DESCRIPTION OF THE TASK: Please restate verbatim the lines that open the listing below, ending with the line in which "dropped so the" occurs.

LISTED RECORDS:

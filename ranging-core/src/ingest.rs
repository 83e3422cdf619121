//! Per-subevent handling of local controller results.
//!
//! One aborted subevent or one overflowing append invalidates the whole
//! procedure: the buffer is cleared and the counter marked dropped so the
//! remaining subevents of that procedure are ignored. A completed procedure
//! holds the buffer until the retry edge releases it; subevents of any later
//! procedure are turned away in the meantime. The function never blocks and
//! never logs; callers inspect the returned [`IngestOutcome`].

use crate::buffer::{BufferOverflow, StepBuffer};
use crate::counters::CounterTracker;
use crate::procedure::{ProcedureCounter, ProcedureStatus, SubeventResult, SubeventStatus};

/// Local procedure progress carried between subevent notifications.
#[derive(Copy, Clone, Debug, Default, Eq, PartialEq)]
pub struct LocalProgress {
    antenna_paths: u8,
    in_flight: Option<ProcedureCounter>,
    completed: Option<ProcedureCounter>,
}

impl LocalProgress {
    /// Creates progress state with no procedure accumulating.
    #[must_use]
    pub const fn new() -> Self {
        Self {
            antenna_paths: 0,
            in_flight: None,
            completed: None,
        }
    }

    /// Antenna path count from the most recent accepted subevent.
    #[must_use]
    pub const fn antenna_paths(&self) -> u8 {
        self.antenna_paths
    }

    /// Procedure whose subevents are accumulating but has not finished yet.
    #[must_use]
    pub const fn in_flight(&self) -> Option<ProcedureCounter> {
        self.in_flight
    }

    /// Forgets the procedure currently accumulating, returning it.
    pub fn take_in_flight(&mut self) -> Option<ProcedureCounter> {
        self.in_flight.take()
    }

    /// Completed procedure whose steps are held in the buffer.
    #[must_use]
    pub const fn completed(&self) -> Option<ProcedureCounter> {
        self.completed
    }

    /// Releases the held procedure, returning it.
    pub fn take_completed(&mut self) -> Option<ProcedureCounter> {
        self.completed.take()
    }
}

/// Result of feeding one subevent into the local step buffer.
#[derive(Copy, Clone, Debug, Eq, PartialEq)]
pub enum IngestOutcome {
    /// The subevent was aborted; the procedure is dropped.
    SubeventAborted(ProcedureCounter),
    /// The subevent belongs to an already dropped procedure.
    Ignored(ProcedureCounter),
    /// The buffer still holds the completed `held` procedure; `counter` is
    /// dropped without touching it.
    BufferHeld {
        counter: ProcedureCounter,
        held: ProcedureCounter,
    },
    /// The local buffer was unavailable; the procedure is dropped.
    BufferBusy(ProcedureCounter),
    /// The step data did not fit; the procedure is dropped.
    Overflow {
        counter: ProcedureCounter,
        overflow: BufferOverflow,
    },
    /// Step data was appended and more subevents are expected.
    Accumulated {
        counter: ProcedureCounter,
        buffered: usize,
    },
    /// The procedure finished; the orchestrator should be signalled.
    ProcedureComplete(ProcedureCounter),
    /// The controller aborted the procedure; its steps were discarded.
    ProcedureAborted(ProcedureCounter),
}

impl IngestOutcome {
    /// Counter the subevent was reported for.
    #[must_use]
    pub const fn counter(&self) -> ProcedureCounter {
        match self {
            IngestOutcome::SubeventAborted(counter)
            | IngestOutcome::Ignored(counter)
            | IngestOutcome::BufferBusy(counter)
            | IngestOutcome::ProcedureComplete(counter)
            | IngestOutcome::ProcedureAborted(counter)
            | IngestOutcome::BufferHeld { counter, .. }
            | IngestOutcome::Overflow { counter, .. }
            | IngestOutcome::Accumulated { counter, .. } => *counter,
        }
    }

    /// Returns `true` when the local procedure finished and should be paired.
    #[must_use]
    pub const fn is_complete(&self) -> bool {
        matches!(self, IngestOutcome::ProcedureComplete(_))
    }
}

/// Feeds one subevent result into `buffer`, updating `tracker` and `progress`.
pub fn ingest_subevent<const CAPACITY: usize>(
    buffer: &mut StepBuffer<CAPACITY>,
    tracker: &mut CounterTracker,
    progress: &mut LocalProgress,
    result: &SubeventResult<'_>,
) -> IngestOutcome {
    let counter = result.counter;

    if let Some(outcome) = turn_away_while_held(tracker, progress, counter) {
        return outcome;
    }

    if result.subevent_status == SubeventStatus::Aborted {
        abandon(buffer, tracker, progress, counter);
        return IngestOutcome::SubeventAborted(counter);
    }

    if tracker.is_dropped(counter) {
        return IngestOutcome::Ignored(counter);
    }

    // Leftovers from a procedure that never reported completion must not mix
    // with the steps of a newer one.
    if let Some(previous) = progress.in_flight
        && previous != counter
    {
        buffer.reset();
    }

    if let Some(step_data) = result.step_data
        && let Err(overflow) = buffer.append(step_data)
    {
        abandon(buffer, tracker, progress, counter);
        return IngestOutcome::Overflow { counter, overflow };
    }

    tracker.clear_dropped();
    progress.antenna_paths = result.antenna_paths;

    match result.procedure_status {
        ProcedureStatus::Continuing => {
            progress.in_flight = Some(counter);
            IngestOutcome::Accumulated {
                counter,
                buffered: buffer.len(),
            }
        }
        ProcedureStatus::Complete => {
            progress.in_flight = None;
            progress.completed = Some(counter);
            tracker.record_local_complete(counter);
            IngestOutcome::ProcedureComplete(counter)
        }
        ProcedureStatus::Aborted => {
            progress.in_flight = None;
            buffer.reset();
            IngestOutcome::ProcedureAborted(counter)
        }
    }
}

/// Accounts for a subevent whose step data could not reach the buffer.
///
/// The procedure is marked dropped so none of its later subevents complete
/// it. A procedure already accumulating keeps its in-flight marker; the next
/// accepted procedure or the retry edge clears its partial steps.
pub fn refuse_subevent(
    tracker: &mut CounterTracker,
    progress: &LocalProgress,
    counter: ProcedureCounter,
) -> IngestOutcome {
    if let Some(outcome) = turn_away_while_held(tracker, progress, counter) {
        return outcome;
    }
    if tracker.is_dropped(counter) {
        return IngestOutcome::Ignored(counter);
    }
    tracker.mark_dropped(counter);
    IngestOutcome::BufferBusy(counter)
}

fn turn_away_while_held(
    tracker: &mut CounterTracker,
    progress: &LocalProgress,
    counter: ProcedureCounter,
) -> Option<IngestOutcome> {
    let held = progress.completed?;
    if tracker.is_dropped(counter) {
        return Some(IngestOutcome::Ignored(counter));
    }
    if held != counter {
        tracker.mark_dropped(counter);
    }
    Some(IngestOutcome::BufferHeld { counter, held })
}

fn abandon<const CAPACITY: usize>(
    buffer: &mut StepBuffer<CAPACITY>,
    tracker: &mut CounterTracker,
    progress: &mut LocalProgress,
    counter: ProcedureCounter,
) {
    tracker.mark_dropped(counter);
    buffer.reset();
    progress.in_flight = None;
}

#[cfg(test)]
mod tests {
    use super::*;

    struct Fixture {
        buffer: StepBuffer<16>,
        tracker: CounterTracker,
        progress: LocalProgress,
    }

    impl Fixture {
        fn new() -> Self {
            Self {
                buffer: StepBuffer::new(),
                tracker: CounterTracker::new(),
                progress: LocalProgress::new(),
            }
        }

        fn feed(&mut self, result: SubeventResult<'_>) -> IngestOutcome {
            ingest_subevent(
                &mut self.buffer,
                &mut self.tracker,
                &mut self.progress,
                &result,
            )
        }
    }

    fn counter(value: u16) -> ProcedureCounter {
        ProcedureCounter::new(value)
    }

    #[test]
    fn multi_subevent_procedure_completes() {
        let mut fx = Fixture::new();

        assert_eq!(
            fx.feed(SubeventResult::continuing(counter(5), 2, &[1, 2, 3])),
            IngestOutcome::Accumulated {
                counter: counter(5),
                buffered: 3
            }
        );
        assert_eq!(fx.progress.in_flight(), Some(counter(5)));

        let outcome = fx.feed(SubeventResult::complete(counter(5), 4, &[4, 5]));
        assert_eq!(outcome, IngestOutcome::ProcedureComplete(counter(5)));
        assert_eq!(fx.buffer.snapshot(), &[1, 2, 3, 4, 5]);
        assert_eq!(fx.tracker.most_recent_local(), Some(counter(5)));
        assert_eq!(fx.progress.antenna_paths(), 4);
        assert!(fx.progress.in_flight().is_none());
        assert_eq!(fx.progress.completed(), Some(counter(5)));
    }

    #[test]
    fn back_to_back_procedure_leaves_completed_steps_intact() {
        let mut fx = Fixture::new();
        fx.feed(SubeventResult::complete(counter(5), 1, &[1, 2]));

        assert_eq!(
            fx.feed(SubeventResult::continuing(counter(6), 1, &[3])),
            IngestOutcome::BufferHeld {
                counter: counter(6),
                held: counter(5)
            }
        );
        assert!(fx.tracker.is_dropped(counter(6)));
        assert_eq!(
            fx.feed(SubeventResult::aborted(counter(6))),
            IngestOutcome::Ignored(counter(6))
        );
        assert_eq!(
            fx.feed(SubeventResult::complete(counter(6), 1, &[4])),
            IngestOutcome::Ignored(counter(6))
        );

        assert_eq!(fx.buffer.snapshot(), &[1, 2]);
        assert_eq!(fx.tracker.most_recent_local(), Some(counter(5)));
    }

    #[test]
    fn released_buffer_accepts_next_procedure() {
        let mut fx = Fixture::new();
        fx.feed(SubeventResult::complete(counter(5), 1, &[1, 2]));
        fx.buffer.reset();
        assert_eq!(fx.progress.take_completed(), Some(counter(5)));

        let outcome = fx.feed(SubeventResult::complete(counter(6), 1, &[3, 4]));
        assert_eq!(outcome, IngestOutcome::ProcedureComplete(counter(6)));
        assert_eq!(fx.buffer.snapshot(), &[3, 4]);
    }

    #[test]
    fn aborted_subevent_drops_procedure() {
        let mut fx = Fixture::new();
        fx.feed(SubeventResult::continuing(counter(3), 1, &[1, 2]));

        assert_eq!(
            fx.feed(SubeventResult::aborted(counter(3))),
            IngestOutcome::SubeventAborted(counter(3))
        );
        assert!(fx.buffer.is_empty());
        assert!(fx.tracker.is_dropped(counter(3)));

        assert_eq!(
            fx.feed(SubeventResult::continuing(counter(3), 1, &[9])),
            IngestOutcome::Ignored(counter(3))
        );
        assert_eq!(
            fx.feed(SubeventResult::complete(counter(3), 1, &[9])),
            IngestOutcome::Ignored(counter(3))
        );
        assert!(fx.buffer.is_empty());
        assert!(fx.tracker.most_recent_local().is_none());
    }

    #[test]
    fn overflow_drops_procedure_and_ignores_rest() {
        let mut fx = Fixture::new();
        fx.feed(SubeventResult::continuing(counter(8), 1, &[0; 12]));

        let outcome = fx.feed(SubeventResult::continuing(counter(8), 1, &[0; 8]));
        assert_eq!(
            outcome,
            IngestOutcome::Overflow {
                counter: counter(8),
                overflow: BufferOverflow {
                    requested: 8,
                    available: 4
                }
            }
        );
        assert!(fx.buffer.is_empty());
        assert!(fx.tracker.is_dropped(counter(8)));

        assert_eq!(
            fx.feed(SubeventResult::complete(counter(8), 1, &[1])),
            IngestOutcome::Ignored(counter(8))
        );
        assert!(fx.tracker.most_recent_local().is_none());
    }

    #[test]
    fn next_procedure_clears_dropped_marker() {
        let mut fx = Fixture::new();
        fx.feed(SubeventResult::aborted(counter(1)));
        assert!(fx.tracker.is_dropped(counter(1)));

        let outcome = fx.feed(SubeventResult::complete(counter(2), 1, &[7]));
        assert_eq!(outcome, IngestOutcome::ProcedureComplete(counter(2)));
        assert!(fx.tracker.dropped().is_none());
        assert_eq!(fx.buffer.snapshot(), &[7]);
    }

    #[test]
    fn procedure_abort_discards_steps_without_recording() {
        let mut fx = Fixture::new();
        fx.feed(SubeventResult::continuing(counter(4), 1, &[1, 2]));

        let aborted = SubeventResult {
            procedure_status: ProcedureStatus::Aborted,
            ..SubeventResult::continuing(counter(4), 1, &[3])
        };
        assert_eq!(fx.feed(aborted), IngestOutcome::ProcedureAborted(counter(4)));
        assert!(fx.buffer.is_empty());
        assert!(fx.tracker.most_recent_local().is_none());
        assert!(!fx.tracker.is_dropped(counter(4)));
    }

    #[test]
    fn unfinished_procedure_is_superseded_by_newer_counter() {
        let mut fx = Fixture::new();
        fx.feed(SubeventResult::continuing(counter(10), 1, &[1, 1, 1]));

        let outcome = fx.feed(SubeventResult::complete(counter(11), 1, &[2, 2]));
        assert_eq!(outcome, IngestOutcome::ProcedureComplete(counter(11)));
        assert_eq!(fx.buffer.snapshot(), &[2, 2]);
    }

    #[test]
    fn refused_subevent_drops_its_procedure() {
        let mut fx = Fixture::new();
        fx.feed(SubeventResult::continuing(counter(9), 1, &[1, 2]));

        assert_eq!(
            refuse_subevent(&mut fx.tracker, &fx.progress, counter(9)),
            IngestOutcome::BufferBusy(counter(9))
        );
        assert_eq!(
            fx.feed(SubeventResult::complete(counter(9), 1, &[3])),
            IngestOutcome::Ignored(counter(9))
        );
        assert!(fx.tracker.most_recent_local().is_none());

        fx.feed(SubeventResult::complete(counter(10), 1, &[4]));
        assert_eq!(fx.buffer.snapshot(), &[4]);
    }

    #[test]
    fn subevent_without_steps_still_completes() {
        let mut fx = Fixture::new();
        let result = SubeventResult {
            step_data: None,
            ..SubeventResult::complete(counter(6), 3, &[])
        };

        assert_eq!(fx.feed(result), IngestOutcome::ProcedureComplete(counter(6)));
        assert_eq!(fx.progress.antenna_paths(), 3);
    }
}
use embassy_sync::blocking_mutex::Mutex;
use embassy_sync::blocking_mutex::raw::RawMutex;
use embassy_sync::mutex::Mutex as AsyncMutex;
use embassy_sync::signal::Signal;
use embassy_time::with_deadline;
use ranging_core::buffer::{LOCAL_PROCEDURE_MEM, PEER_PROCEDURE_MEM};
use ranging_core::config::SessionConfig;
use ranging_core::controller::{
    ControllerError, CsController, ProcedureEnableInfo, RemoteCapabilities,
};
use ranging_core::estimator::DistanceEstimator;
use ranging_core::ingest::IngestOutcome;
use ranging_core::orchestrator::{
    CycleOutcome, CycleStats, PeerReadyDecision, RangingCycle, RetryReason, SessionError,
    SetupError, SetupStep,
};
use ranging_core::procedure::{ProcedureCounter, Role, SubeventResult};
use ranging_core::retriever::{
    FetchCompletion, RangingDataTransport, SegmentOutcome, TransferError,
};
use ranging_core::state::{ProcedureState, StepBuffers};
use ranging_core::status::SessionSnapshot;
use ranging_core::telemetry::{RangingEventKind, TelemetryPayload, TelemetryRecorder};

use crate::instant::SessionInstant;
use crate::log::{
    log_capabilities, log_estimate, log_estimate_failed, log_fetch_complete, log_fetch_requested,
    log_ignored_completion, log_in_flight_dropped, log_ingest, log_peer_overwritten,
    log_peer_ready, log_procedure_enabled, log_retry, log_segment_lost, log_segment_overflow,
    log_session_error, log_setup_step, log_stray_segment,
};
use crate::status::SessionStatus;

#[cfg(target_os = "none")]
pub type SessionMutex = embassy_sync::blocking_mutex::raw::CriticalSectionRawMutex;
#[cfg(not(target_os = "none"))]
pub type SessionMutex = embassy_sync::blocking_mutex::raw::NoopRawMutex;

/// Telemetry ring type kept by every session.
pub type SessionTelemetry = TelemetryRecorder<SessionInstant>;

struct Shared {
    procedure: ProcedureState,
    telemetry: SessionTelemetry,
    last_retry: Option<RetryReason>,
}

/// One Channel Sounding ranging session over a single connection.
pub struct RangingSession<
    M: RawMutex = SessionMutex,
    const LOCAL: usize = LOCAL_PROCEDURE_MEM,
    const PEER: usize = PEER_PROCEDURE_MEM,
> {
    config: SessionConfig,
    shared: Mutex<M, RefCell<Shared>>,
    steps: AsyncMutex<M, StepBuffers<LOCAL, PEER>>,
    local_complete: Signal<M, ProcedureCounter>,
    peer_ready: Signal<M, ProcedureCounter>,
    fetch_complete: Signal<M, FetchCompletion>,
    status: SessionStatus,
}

RESULT OF THE TASK:
filename ranging-core/src/ingest.rs
repository 83e3422cdf619121
//! Per-subevent handling of local controller results.
//!
//! One aborted subevent or one overflowing append invalidates the whole
//! procedure: the buffer is cleared and the counter marked dropped so the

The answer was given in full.